Draft voice.md in two halves: how I sound, and what I'd never write.
And the de-slop pass, run on every draft (including the AI’s own):
Read voice.md. Edit this draft to match it and strip every AI tell on the
never-do list. Return the cleaned draft, then a short changelog of what you
cut and why. Don't add ideas, don't change my meaning.
Then, and only then, the skills #
Here’s the order that actually works, and it’s the opposite of how most people do it.
Foundation first:
- ICP
- jobs to be done
- a dated learning log
- a written brand and voice.
That’s weeks of unsexy work and it’s the whole game. Skills come after that, and a skill is literally your judgement written down so it doesn’t have to live in your head and go away when you’re on holiday.
My pricing advisory skill isn’t magic: it’s common questions I’d ask anyone on a call It’s the questions I’d ask on a real call, typically in the order I’d ask them in… I encoded the way I think once, and now it runs without me. That’s the whole thing, and notice it required me to know how I think first.
Take account research as the simplest case. With a real ICP sitting upstream, the skill pulls a company, scores it against who you actually sell to, and hands you a brief that says “fits the scaling-fintech profile, hiring billing engineers, Stripe already in the stack, here’s the angle.” Without the ICP, the exact same skill hands you a competent Wikipedia summary that helps you with precisely nothing. The mechanics are identical. The judgment underneath is the entire difference, and the judgment is the part you have to do by hand.
If you build the skills before the foundation, you get a very fast intern with amnesia and no taste. If you build the foundation first, the skills inherit your taste for free.
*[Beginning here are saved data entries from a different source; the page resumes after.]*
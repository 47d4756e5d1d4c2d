use crate::math::{self as m, reflect, Unit};

//

pub mod collision;
pub use collision::{Collider, ColliderSet, Spin};

pub mod emitter;
pub use emitter::{Emitter, RandomSource};

pub mod forcefield;
pub use forcefield::ForceField;

pub mod particle;
pub use particle::{Particle, ParticleSet, ParticleVisual};

//

/// An RGBA color with channels in [0, 1].
/// Carried through the simulation but only read by external rendering.
pub type Color = [f32; 4];

/// Tuning constants for the per-frame step.
#[derive(Clone, Copy, Debug)]
pub struct SimParams {
    /// Fraction of speed kept after a bounce, in (0, 1].
    pub damping: f64,
    /// A particle is removed on the frame its bounce count
    /// first exceeds this.
    pub max_bounces: u32,
    /// A particle is removed once its y coordinate exceeds this
    /// (y grows downward; fold the view bottom plus a margin into it).
    pub prune_depth: f64,
    /// Normal used when a particle sits exactly on its contact point
    /// and the real normal is undefined.
    pub fallback_normal: Unit<m::Vec2>,
}

impl Default for SimParams {
    fn default() -> Self {
        SimParams {
            damping: 0.7,
            max_bounces: 5,
            prune_depth: 1000.0,
            // screen-space "up"
            fallback_normal: Unit::new_unchecked(m::Vec2::new(0.0, -1.0)),
        }
    }
}

/// All state of one running simulation: colliders, live particles,
/// the emitter feeding them, and elapsed simulation time.
///
/// Nothing here is global; create one, drive it with [`step`][Self::step]
/// once per frame, and read the particle and polygon views back
/// for rendering.
pub struct Simulation {
    pub params: SimParams,
    pub colliders: ColliderSet,
    pub particles: ParticleSet,
    pub emitter: Option<Emitter>,
    time: f64,
}

impl Simulation {
    pub fn new(params: SimParams, colliders: ColliderSet) -> Self {
        Simulation {
            params,
            colliders,
            particles: ParticleSet::new(),
            emitter: None,
            time: 0.0,
        }
    }

    pub fn with_emitter(mut self, emitter: Emitter) -> Self {
        self.emitter = Some(emitter);
        self
    }

    /// Elapsed simulation time in seconds. Monotonically increasing,
    /// drives collider rotation.
    pub fn time(&self) -> f64 {
        self.time
    }

    /// Advance the simulation by one frame of length `dt` seconds.
    ///
    /// Emits new particles, recomputes every collider's world polygon once,
    /// then integrates and collision-resolves every live particle against
    /// that fixed snapshot and prunes the expired ones. Particle updates
    /// only depend on the snapshot and the particle's own prior state,
    /// so their order doesn't matter; with the `parallel` feature the
    /// resolve pass runs on rayon.
    pub fn step(
        &mut self,
        dt: f64,
        forcefield: &impl ForceField,
        random: &mut dyn RandomSource,
    ) {
        #[cfg(feature = "tracy")]
        let _span = tracy_client::span!("simulation step");

        self.time += dt;

        if let Some(emitter) = &mut self.emitter {
            emitter.tick(&mut self.particles, random);
        }

        self.colliders.update(self.time);
        let polys = self.colliders.polygons();
        let params = &self.params;

        #[cfg(feature = "parallel")]
        {
            use rayon::prelude::*;
            self.particles
                .particles_mut()
                .par_iter_mut()
                .for_each(|p| step_particle(p, polys, params, forcefield, dt));
        }
        #[cfg(not(feature = "parallel"))]
        for p in self.particles.particles_mut() {
            step_particle(p, polys, params, forcefield, dt);
        }

        // prune pass. swap-remove pulls the last element into the hole,
        // so the cursor only advances past elements that stay
        let mut i = 0;
        while i < self.particles.len() {
            let p = &self.particles.particles()[i];
            if p.bounces > params.max_bounces || p.pos.y > params.prune_depth {
                self.particles.swap_remove(i);
            } else {
                i += 1;
            }
        }
    }
}

/// Integrate and collision-resolve a single particle against this frame's
/// world polygons.
fn step_particle(
    p: &mut Particle,
    polys: &[Vec<m::Vec2>],
    params: &SimParams,
    forcefield: &impl ForceField,
    dt: f64,
) {
    p.vel += forcefield.value_at(p.pos) * dt;
    // testing the *next* position keeps fast particles from sailing
    // through a polygon face between frames
    let next = p.pos + p.vel * dt;

    for poly in polys {
        if !collision::query::point_in_polygon(next, poly) {
            continue;
        }
        p.bounces += 1;
        // contact is measured from the pre-step position, which is still
        // outside (or at worst on) the polygon
        let contact = collision::query::closest_boundary_point(p.pos, poly);
        let away = p.pos - contact;
        let normal = if away.mag_sq() > 0.0 {
            Unit::new_normalize(away)
        } else {
            params.fallback_normal
        };
        p.vel = reflect(p.vel, normal) * params.damping;
        // snap to the surface so the particle doesn't stay inside
        // the polygon and tunnel further next frame
        p.pos = contact;
        // first hit wins; later colliders aren't checked this frame
        return;
    }
    p.pos = next;
}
Prompt to turn most repeated task into a skill:
You're my skill designer. Your job is to turn a task I do well by hand into a reusable skill that another LLM (or future me) can run without losing my judgment.
<rules>
1. Interview me until you understand the task, my exact steps, and the one rule I never break.
2. Make me name what good output looks like, with a real example.
3. Pin down what the skill reads (which foundation files) and what it writes (the output artifact, and where it lands).
4. If a step relies on taste I haven't written down, stop and tell me which foundation file is missing.
</rules>
The task: [describe it].
The way I do it well, in order: [your steps].
The one rule I never break: [the principle].
Output the skill, including the example of good output and an explicit
reads-from / writes-to.
What this looks like for you #
You don’t need my skills for marketing, but you do need the layer underneath them, which is portable to any GTM job.
Reminder:
- Write your ICP so a stranger could qualify accounts with it.
- Write your positioning so the difference (not the “better,” the difference) survives without you in the room.
- Start a dated log and actually add to it when you learn something.
- Write your voice down, especially the parts that are about what you’d never say.
at that point the skills almost build themselves, because a skill is just “take this judgment I already wrote down and apply it 100 times without complaining”…
I put together a spec sheet of the skills worth building…. But if you only do one thing, do the boring part because that’s what people tend to neglect.
The boring part is the part that will set you apart.